Existing investors, tempted to move from regular plans to direct plans, need to tread with caution, because there are costs involved if they decide to make the move. The switch to direct plan is not hassle-free. There are constraints because a switch is a simultaneous redemption and purchase. For instance, in case of investments made through a distributor, with a distributor code mentioned on the documents, the investor would have to pay a one-time applicable exit load. If they were routed directly, no exit load will be deducted. The applicable exit load would be as stated at the time of purchase of the fund and not as prevalent at the time of the exit.

There are also tax implications; short-term capital gains (STCG) tax is applicable on investments redeemed before 12 months. Switching to a direct plan from the existing regular plan will be treated like a normal redemption. Therefore, you will have to pay STCG tax on investments that have been invested for less than 12 months. STCG for equity schemes works to 15 per cent on the gain plus 3 per cent cess and in case of non-equity schemes it is 30 per cent on the gain plus 3 per cent cess. In the case of equity investment, long-term capital gains (LTCG) tax is nil but it will be applicable to all non-equity schemes. LTCG on non-equity schemes is 10 per cent without indexation or 20 per cent with indexation plus 3 per cent cess. SIP investors need to know that tenure of each investment will be calculated separately to determine the capital gains tax.

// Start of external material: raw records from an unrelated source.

//! Fracture-density parameters and their TOML representation.
//!
//! [`FractureConfig`] carries every tunable of the model with defaults
//! taken from the published parameterisation. Keys may be given either
//! by their Rust names or by the short names used in existing model
//! configuration files (`gamma`, `gamma_h`, `phi0`, `constant_fd`,
//! `fd2d_scheme`, ...).
//!
//! ```toml
//! [fracture_density]
//! gamma = 1.0
//! initiation_threshold = 70000.0
//! lefm = true
//! ```

use std::path::Path;

use serde::Deserialize;
use tracing::warn;

use crate::advection::AdvectionScheme;
use crate::boundary::BoundaryRules;
use crate::criterion::StressCriterion;
use crate::error::ConfigError;
use crate::growth::{GrowthLaw, GrowthParams};
use crate::healing::HealingLaw;
use crate::plan::UpdatePlan;

fn default_growth_constant() -> f64 {
    1.0
}

fn default_initiation_threshold() -> f64 {
    70_000.0
}

fn default_healing_threshold() -> f64 {
    2.0e-10
}

fn default_softening_lower_limit() -> f64 {
    1.0
}

fn default_borstad_min_thickness() -> f64 {
    10.0
}

/// Parameters of the fracture-density model.
#[derive(Clone, Debug, PartialEq, Deserialize)]
#[serde(deny_unknown_fields)]
pub struct FractureConfig {
    /// Fracture growth constant γ (dimensionless).
    #[serde(default = "default_growth_constant", alias = "gamma")]
    pub growth_constant: f64,

    /// Stress threshold σcr for fracture initiation (Pa).
    #[serde(default = "default_initiation_threshold")]
    pub initiation_threshold: f64,

    /// Healing rate constant γh (dimensionless).
    #[serde(default, alias = "gamma_h")]
    pub healing_constant: f64,

    /// Strain-rate threshold below which healing applies (s⁻¹).
    #[serde(default = "default_healing_threshold")]
    pub healing_threshold: f64,

    /// Residual softness of fully fractured ice, in `[0, 1]`.
    /// `1.0` disables fracture softening.
    #[serde(default = "default_softening_lower_limit")]
    pub softening_lower_limit: f64,

    /// Evolve fracture density on grounded ice too.
    #[serde(default)]
    pub include_grounded_ice: bool,

    /// Fracture density imposed on grounded boundary-condition cells.
    #[serde(default, alias = "phi0")]
    pub boundary_value: f64,

    /// Heal at the constant rate `γh · (−threshold)` regardless of strain rate.
    #[serde(default)]
    pub constant_healing: bool,

    /// Scale healing by the intact fraction `1 − D`.
    #[serde(default)]
    pub fracture_weighted_healing: bool,

    /// Use the maximum-shear-stress initiation criterion.
    #[serde(default)]
    pub max_shear_stress: bool,

    /// Use the mixed-mode fracture-mechanics initiation criterion.
    /// Takes precedence over `max_shear_stress`.
    #[serde(default)]
    pub lefm: bool,

    /// Hold fracture density fixed; diagnostics are still computed.
    #[serde(default, alias = "constant_fd")]
    pub constant_density: bool,

    /// Use the eight-sector upwind scheme instead of the per-axis one.
    #[serde(default, alias = "fd2d_scheme")]
    pub eight_sector_advection: bool,

    /// Replace linear growth by the closed-form damage relation of
    /// Borstad et al. (2016).
    #[serde(default)]
    pub borstad_limit: bool,

    /// Ice thinner than this (m) is skipped by the Borstad relation.
    #[serde(
        default = "default_borstad_min_thickness",
        alias = "ice_free_thickness_standard"
    )]
    pub borstad_min_thickness: f64,
}

impl Default for FractureConfig {
    fn default() -> Self {
        Self {
            growth_constant: default_growth_constant(),
            initiation_threshold: default_initiation_threshold(),
            healing_constant: 0.0,
            healing_threshold: default_healing_threshold(),
            softening_lower_limit: default_softening_lower_limit(),
            include_grounded_ice: false,
            boundary_value: 0.0,
            constant_healing: false,
            fracture_weighted_healing: false,
            max_shear_stress: false,
            lefm: false,
            constant_density: false,
            eight_sector_advection: false,
            borstad_limit: false,
            borstad_min_thickness: default_borstad_min_thickness(),
        }
    }
}

/// On-disk layout: parameters live under a `[fracture_density]` table.
#[derive(Debug, Default, Deserialize)]
struct ConfigFile {
    #[serde(default)]
    fracture_density: FractureConfig,
}

fn finite(name: &'static str, value: f64) -> Result<(), ConfigError> {
    if value.is_finite() {
        Ok(())
    } else {
        Err(ConfigError::InvalidParameter {
            name,
            value,
            reason: "must be finite",
        })
    }
}

fn unit_interval(name: &'static str, value: f64) -> Result<(), ConfigError> {
    if (0.0..=1.0).contains(&value) {
        Ok(())
    } else {
        Err(ConfigError::InvalidParameter {
            name,
            value,
            reason: "must lie in [0, 1]",
        })
    }
}

impl FractureConfig {
    /// Load from a TOML file containing a `[fracture_density]` table.
    ///
    /// A file without the table yields the defaults. The result is
    /// validated before it is returned.
    pub fn from_file(path: &Path) -> Result<Self, ConfigError> {
        let contents = std::fs::read_to_string(path)?;
        Self::parse(&contents)
    }

    /// Parse TOML text containing a `[fracture_density]` table.
    pub fn parse(text: &str) -> Result<Self, ConfigError> {
        let file: ConfigFile = toml::from_str(text)?;
        file.fracture_density.validate()?;
        Ok(file.fracture_density)
    }

    /// Check every parameter against its admissible range.
    pub fn validate(&self) -> Result<(), ConfigError> {
        finite("growth_constant", self.growth_constant)?;
        finite("initiation_threshold", self.initiation_threshold)?;
        finite("healing_constant", self.healing_constant)?;
        finite("healing_threshold", self.healing_threshold)?;
        finite("borstad_min_thickness", self.borstad_min_thickness)?;
        unit_interval("softening_lower_limit", self.softening_lower_limit)?;
        unit_interval("boundary_value", self.boundary_value)?;
        if self.borstad_min_thickness < 0.0 {
            return Err(ConfigError::InvalidParameter {
                name: "borstad_min_thickness",
                value: self.borstad_min_thickness,
                reason: "must be >= 0",
            });
        }
        if self.borstad_limit && self.initiation_threshold <= 0.0 {
            return Err(ConfigError::InvalidParameter {
                name: "initiation_threshold",
                value: self.initiation_threshold,
                reason: "must be > 0 when borstad_limit is set",
            });
        }
        Ok(())
    }

    /// The initiation criterion selected by the flags.
    ///
    /// LEFM wins when both `lefm` and `max_shear_stress` are set.
    pub fn criterion(&self) -> StressCriterion {
        match (self.lefm, self.max_shear_stress) {
            (true, _) => StressCriterion::Lefm,
            (false, true) => StressCriterion::MaxShear,
            (false, false) => StressCriterion::VonMises,
        }
    }

    /// Warn about flag combinations where one flag is ignored.
    ///
    /// Called when a configuration is installed into a model, not per
    /// update.
    pub fn warn_on_conflicts(&self) {
        if self.lefm && self.max_shear_stress {
            warn!("both lefm and max_shear_stress are set; using lefm");
        }
    }

    /// Resolve flags into the strategy set used for one update.
    ///
    /// `exponent` is the flow-law exponent `n`.
    pub fn resolve(&self, exponent: f64) -> Result<UpdatePlan, ConfigError> {
        self.validate()?;
        let law = if self.borstad_limit {
            GrowthLaw::Borstad {
                min_thickness: self.borstad_min_thickness,
            }
        } else {
            GrowthLaw::ThresholdLinear
        };
        Ok(UpdatePlan {
            criterion: self.criterion(),
            advection: if self.eight_sector_advection {
                AdvectionScheme::EightSector
            } else {
                AdvectionScheme::SimpleUpwind
            },
            growth: GrowthParams {
                gamma: self.growth_constant,
                sigma_cr: self.initiation_threshold,
                law,
            },
            healing: HealingLaw {
                rate: self.healing_constant,
                threshold: self.healing_threshold,
                constant: self.constant_healing,
                weighted: self.fracture_weighted_healing,
            },
            boundary: BoundaryRules {
                include_grounded_ice: self.include_grounded_ice,
                boundary_value: self.boundary_value,
                constant_density: self.constant_density,
            },
            softening_lower_limit: self.softening_lower_limit,
            exponent,
        })
    }
}

#[cfg(test)]
mod tests {
    use super::*;

    #[test]
    fn defaults_match_published_parameters() {
        let c = FractureConfig::default();
        assert_eq!(c.growth_constant, 1.0);
        assert_eq!(c.initiation_threshold, 70_000.0);
        assert_eq!(c.healing_constant, 0.0);
        assert_eq!(c.healing_threshold, 2.0e-10);
        assert_eq!(c.softening_lower_limit, 1.0);
        assert_eq!(c.borstad_min_thickness, 10.0);
        assert!(!c.lefm && !c.max_shear_stress && !c.constant_density);
        assert!(c.validate().is_ok());
    }

    #[test]
    fn empty_text_yields_defaults() {
        assert_eq!(FractureConfig::parse("").unwrap(), FractureConfig::default());
        assert_eq!(
            FractureConfig::parse("[fracture_density]\n").unwrap(),
            FractureConfig::default()
        );
    }

    #[test]
    fn short_key_aliases_are_accepted() {
        let c = FractureConfig::parse(
            r#"
            [fracture_density]
            gamma = 0.5
            gamma_h = 0.1
            phi0 = 0.2
            constant_fd = true
            fd2d_scheme = true
            ice_free_thickness_standard = 25.0
            "#,
        )
        .unwrap();
        assert_eq!(c.growth_constant, 0.5);
        assert_eq!(c.healing_constant, 0.1);
        assert_eq!(c.boundary_value, 0.2);
        assert!(c.constant_density);
        assert!(c.eight_sector_advection);
        assert_eq!(c.borstad_min_thickness, 25.0);
    }

    #[test]
    fn unknown_key_is_rejected() {
        let err = FractureConfig::parse("[fracture_density]\ngama = 2.0\n").unwrap_err();
        assert!(matches!(err, ConfigError::Toml { .. }));
    }

    #[test]
    fn out_of_range_values_are_rejected() {
        let err = FractureConfig::parse("[fracture_density]\nphi0 = 1.5\n").unwrap_err();
        assert!(matches!(
            err,
            ConfigError::InvalidParameter {
                name: "boundary_value",
                ..
            }
        ));

        let c = FractureConfig {
            softening_lower_limit: -0.1,
            ..FractureConfig::default()
        };
        assert!(c.validate().is_err());

        let c = FractureConfig {
            growth_constant: f64::NAN,
            ..FractureConfig::default()
        };
        assert!(c.validate().is_err());

        let c = FractureConfig {
            borstad_min_thickness: -1.0,
            ..FractureConfig::default()
        };
        assert!(c.validate().is_err());
    }

    #[test]
    fn borstad_needs_positive_threshold() {
        let c = FractureConfig {
            borstad_limit: true,
            initiation_threshold: 0.0,
            ..FractureConfig::default()
        };
        assert!(c.validate().is_err());
        let c = FractureConfig {
            initiation_threshold: 0.0,
            ..FractureConfig::default()
        };
        assert!(c.validate().is_ok());
    }

    #[test]
    fn lefm_wins_over_max_shear() {
        let c = FractureConfig {
            lefm: true,
            max_shear_stress: true,
            ..FractureConfig::default()
        };
        assert_eq!(c.criterion(), StressCriterion::Lefm);
        let c = FractureConfig {
            max_shear_stress: true,
            ..FractureConfig::default()
        };
        assert_eq!(c.criterion(), StressCriterion::MaxShear);
        assert_eq!(
            FractureConfig::default().criterion(),
            StressCriterion::VonMises
        );
    }

    #[test]
    fn resolve_maps_flags_to_strategies() {
        let c = FractureConfig {
            eight_sector_advection: true,
            borstad_limit: true,
            borstad_min_thickness: 50.0,
            constant_healing: true,
            ..FractureConfig::default()
        };
        let plan = c.resolve(3.0).unwrap();
        assert_eq!(plan.advection, AdvectionScheme::EightSector);
        assert_eq!(
            plan.growth.law,
            GrowthLaw::Borstad {
                min_thickness: 50.0
            }
        );
        assert!(plan.healing.constant);
        assert_eq!(plan.exponent, 3.0);
    }
}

Likewise, if you have invested in an equity-oriented mutual fund, when you switch to direct plans, you would have to pay STT at 0.001 per cent on redemption and no STT on the purchases from June 1, 2013. At present, the STT is 0.25 per cent in case of redemption and purchase of equity mutual fund. Debt funds do not attract any STT.

Should you go direct?
The answer depends entirely on what services your fund advisor offers you and whether you can substitute them yourself. Ideally, an advisor would be helping you with investment advise along with procedural help. If you don't think that these are worth the extra money and are confident of your do-it-yourself abilities, then you should go direct. But do so after due diligence because some AMCs have started charging exit load between 1 and 3 per cent on switches or redemptions made before one year. Therefore, switch only if you are planning to stay invested for long-term and you have passed the minimum tenure in which exit load and STCG is applicable.

If you have invested in equity funds, you can stop the SIPs and STPs in regular plan and start them in direct plan of same scheme. If you have invested in any non-equity fund you shouldn't switch to direct plans as the tax-incidence is very high compared to the benefit. Instead, start fresh investments in direct plans. Remember, however tempting they seem, direct plans are a compromise on convenience to some extent as you need to spend time and effort in selecting the most suitable fund and track its performance. Moreover, a distributor facilitates a lot of paperwork, such as change in address intimation, any change to bank account details, filling application forms and more, which you will now need to manage on your own. But for savvy investors, who can manage their investments on their own, direct plans are the solution that they were long waiting for.